(Collected data entries)
>>>

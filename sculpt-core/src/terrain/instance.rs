// Copyright (c) 2019-present Dmitry Stepanov and Fyrox Engine contributors.
//
// Permission is hereby granted, free of charge, to any person obtaining a copy
// of this software and associated documentation files (the "Software"), to deal
// in the Software without restriction, including without limitation the rights
// to use, copy, modify, merge, publish, distribute, sublicense, and/or sell
// copies of the Software, and to permit persons to whom the Software is
// furnished to do so, subject to the following conditions:
//
// The above copyright notice and this permission notice shall be included in all
// copies or substantial portions of the Software.
//
// THE SOFTWARE IS PROVIDED "AS IS", WITHOUT WARRANTY OF ANY KIND, EXPRESS OR
// IMPLIED, INCLUDING BUT NOT LIMITED TO THE WARRANTIES OF MERCHANTABILITY,
// FITNESS FOR A PARTICULAR PURPOSE AND NONINFRINGEMENT. IN NO EVENT SHALL THE
// AUTHORS OR COPYRIGHT HOLDERS BE LIABLE FOR ANY CLAIM, DAMAGES OR OTHER
// LIABILITY, WHETHER IN AN ACTION OF CONTRACT, TORT OR OTHERWISE, ARISING FROM,
// OUT OF OR IN CONNECTION WITH THE SOFTWARE OR THE USE OR OTHER DEALINGS IN THE
// SOFTWARE.

//! Scattered objects (vegetation, rocks and so on) placed on a terrain.

use nalgebra::Vector2;
use serde::{Deserialize, Serialize};

/// 32-bit RGBA color used to tint object instances.
#[derive(Copy, Clone, Debug, PartialEq, Eq, Hash, Serialize, Deserialize)]
pub struct Color {
    pub r: u8,
    pub g: u8,
    pub b: u8,
    pub a: u8,
}

impl Default for Color {
    fn default() -> Self {
        Self::WHITE
    }
}

impl Color {
    pub const WHITE: Self = Self::opaque(255, 255, 255);
    pub const BLACK: Self = Self::opaque(0, 0, 0);

    #[inline]
    pub const fn opaque(r: u8, g: u8, b: u8) -> Self {
        Self { r, g, b, a: 255 }
    }
}

/// A single placed object. Position is expressed in normalized terrain space, `[0; 1]` on both
/// axes, the height is implied by the terrain surface at that point.
#[derive(Clone, Debug, PartialEq, Serialize, Deserialize)]
pub struct ObjectInstance {
    /// Normalized `(x, z)` position on the terrain.
    pub position: Vector2<f32>,
    pub height_scale: f32,
    pub width_scale: f32,
    /// Rotation around the vertical axis, in radians.
    pub rotation: f32,
    pub color: Color,
    /// Index of the object prototype (object layer) this instance belongs to.
    pub prototype: usize,
}

impl Default for ObjectInstance {
    fn default() -> Self {
        Self {
            position: Vector2::default(),
            height_scale: 1.0,
            width_scale: 1.0,
            rotation: 0.0,
            color: Color::WHITE,
            prototype: 0,
        }
    }
}

impl ObjectInstance {
    /// Distance between this instance and a normalized terrain position.
    #[inline]
    pub fn distance_to(&self, position: Vector2<f32>) -> f32 {
        (self.position - position).norm()
    }
}
// Copyright (c) 2019-present Dmitry Stepanov and Fyrox Engine contributors.
//
// Permission is hereby granted, free of charge, to any person obtaining a copy
// of this software and associated documentation files (the "Software"), to deal
// in the Software without restriction, including without limitation the rights
// to use, copy, modify, merge, publish, distribute, sublicense, and/or sell
// copies of the Software, and to permit persons to whom the Software is
// furnished to do so, subject to the following conditions:
//
// The above copyright notice and this permission notice shall be included in all
// copies or substantial portions of the Software.
//
// THE SOFTWARE IS PROVIDED "AS IS", WITHOUT WARRANTY OF ANY KIND, EXPRESS OR
// IMPLIED, INCLUDING BUT NOT LIMITED TO THE WARRANTIES OF MERCHANTABILITY,
// FITNESS FOR A PARTICULAR PURPOSE AND NONINFRINGEMENT. IN NO EVENT SHALL THE
// AUTHORS OR COPYRIGHT HOLDERS BE LIABLE FOR ANY CLAIM, DAMAGES OR OTHER
// LIABILITY, WHETHER IN AN ACTION OF CONTRACT, TORT OR OTHERWISE, ARISING FROM,
// OUT OF OR IN CONNECTION WITH THE SOFTWARE OR THE USE OR OTHER DEALINGS IN THE
// SOFTWARE.

//! Editor side of the terrain sculpting tools: stroke-level undo/redo history, pointer
//! interaction, settings and the [`TerrainEditor`] facade.

pub mod command;
pub mod editor;
pub mod error;
pub mod interaction;
pub mod settings;

pub use editor::TerrainEditor;
pub use sculpt_core as core;

pub mod prelude {
    pub use crate::{
        command::{CommandHistory, TerrainCommand},
        editor::TerrainEditor,
        error::SettingsError,
        interaction::{PointerEvent, StrokeInteraction},
        settings::EditorSettings,
    };
}
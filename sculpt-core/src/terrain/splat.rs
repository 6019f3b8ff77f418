// Copyright (c) 2019-present Dmitry Stepanov and Fyrox Engine contributors.
//
// Permission is hereby granted, free of charge, to any person obtaining a copy
// of this software and associated documentation files (the "Software"), to deal
// in the Software without restriction, including without limitation the rights
// to use, copy, modify, merge, publish, distribute, sublicense, and/or sell
// copies of the Software, and to permit persons to whom the Software is
// furnished to do so, subject to the following conditions:
//
// The above copyright notice and this permission notice shall be included in all
// copies or substantial portions of the Software.
//
// THE SOFTWARE IS PROVIDED "AS IS", WITHOUT WARRANTY OF ANY KIND, EXPRESS OR
// IMPLIED, INCLUDING BUT NOT LIMITED TO THE WARRANTIES OF MERCHANTABILITY,
// FITNESS FOR A PARTICULAR PURPOSE AND NONINFRINGEMENT. IN NO EVENT SHALL THE
// AUTHORS OR COPYRIGHT HOLDERS BE LIABLE FOR ANY CLAIM, DAMAGES OR OTHER
// LIABILITY, WHETHER IN AN ACTION OF CONTRACT, TORT OR OTHERWISE, ARISING FROM,
// OUT OF OR IN CONNECTION WITH THE SOFTWARE OR THE USE OR OTHER DEALINGS IN THE
// SOFTWARE.

//! Per-layer paint weights (alpha maps).

use crate::terrain::Region;

/// A `width * height` grid where every cell holds one weight per paint layer. A freshly created
/// grid is fully covered by the first layer, so weights of each cell sum to one.
#[derive(Clone, Debug, Default, PartialEq)]
pub struct SplatGrid {
    width: usize,
    height: usize,
    layers: usize,
    weights: Vec<f32>,
}

impl SplatGrid {
    /// Creates new splat grid where the first layer has full weight everywhere.
    pub fn new(width: usize, height: usize, layers: usize) -> Self {
        let mut weights = vec![0.0; width * height * layers];
        if layers > 0 {
            for cell in weights.chunks_exact_mut(layers) {
                cell[0] = 1.0;
            }
        }
        Self {
            width,
            height,
            layers,
            weights,
        }
    }

    #[inline]
    pub fn width(&self) -> usize {
        self.width
    }

    #[inline]
    pub fn height(&self) -> usize {
        self.height
    }

    #[inline]
    pub fn layer_count(&self) -> usize {
        self.layers
    }

    #[inline]
    fn cell_offset(&self, x: usize, z: usize) -> usize {
        assert!(
            x < self.width && z < self.height,
            "splat cell ({x}, {z}) is outside of {}x{} grid",
            self.width,
            self.height
        );
        (z * self.width + x) * self.layers
    }

    /// Weights of every layer at the given cell.
    ///
    /// # Panics
    ///
    /// Panics if the cell is outside of the grid.
    #[inline]
    pub fn weights(&self, x: usize, z: usize) -> &[f32] {
        let offset = self.cell_offset(x, z);
        &self.weights[offset..offset + self.layers]
    }

    /// Mutable weights of every layer at the given cell.
    ///
    /// # Panics
    ///
    /// Panics if the cell is outside of the grid.
    #[inline]
    pub fn weights_mut(&mut self, x: usize, z: usize) -> &mut [f32] {
        let offset = self.cell_offset(x, z);
        &mut self.weights[offset..offset + self.layers]
    }

    /// Weight of a layer at the given cell. Layer index is clamped to the valid range, a grid
    /// without layers yields zero.
    #[inline]
    pub fn weight(&self, x: usize, z: usize, layer: usize) -> f32 {
        if self.layers == 0 {
            return 0.0;
        }
        self.weights(x, z)[layer.min(self.layers - 1)]
    }

    /// Copies a rectangular part of the grid.
    ///
    /// # Panics
    ///
    /// Panics if the region does not fit into the grid.
    pub fn region(&self, region: Region) -> SplatGrid {
        self.assert_fits(region);
        let mut weights = Vec::with_capacity(region.width * region.height * self.layers);
        for z in region.z..region.z + region.height {
            let start = (z * self.width + region.x) * self.layers;
            let end = start + region.width * self.layers;
            weights.extend_from_slice(&self.weights[start..end]);
        }
        SplatGrid {
            width: region.width,
            height: region.height,
            layers: self.layers,
            weights,
        }
    }

    /// Writes `source` into the grid with its top-left corner at `(x, z)`.
    ///
    /// # Panics
    ///
    /// Panics if the source does not fit into the grid or has different layer count.
    pub fn set_region(&mut self, x: usize, z: usize, source: &SplatGrid) {
        assert_eq!(
            self.layers, source.layers,
            "layer count mismatch when writing splat region"
        );
        self.assert_fits(Region::new(x, z, source.width, source.height));
        let row_len = source.width * self.layers;
        for row in 0..source.height {
            let dst = ((z + row) * self.width + x) * self.layers;
            let src = row * row_len;
            self.weights[dst..dst + row_len].copy_from_slice(&source.weights[src..src + row_len]);
        }
    }

    fn assert_fits(&self, region: Region) {
        assert!(
            region.x + region.width <= self.width && region.z + region.height <= self.height,
            "region {region:?} is outside of {}x{} splat grid",
            self.width,
            self.height
        );
    }
}

#[cfg(test)]
mod tests {
    use super::*;

    #[test]
    fn new_grid_is_covered_by_first_layer() {
        let grid = SplatGrid::new(4, 4, 3);
        for z in 0..4 {
            for x in 0..4 {
                assert_eq!(grid.weights(x, z), &[1.0, 0.0, 0.0]);
            }
        }
    }

    #[test]
    fn region_round_trips_through_set_region() {
        let mut grid = SplatGrid::new(4, 4, 2);
        grid.weights_mut(2, 1).copy_from_slice(&[0.25, 0.75]);

        let mut part = grid.region(Region::new(1, 1, 2, 2));
        assert_eq!(part.weights(1, 0), &[0.25, 0.75]);

        part.weights_mut(0, 1).copy_from_slice(&[0.0, 1.0]);
        grid.set_region(1, 1, &part);
        assert_eq!(grid.weights(1, 2), &[0.0, 1.0]);
        assert_eq!(grid.weights(2, 1), &[0.25, 0.75]);
        assert_eq!(grid.weights(0, 0), &[1.0, 0.0]);
    }

    #[test]
    fn layer_lookup_clamps_index() {
        let grid = SplatGrid::new(1, 1, 2);
        assert_eq!(grid.weight(0, 0, 7), 0.0);
        assert_eq!(grid.weight(0, 0, 0), 1.0);
    }
}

<<<

_Exercise description_. Output, from the data above, the lines from the line with "row_len].copy_from_slice(&source.weights[src..src + row_len]);" to the line with "use super::*;" exactly as they stand, both ends included and nothing else.

_Solved exercise_.
            self.weights[dst..dst + row_len].copy_from_slice(&source.weights[src..src + row_len]);
        }
    }

    fn assert_fits(&self, region: Region) {
        assert!(
            region.x + region.width <= self.width && region.z + region.height <= self.height,
            "region {region:?} is outside of {}x{} splat grid",
            self.width,
            self.height
        );
    }
}

#[cfg(test)]
mod tests {
    use super::*;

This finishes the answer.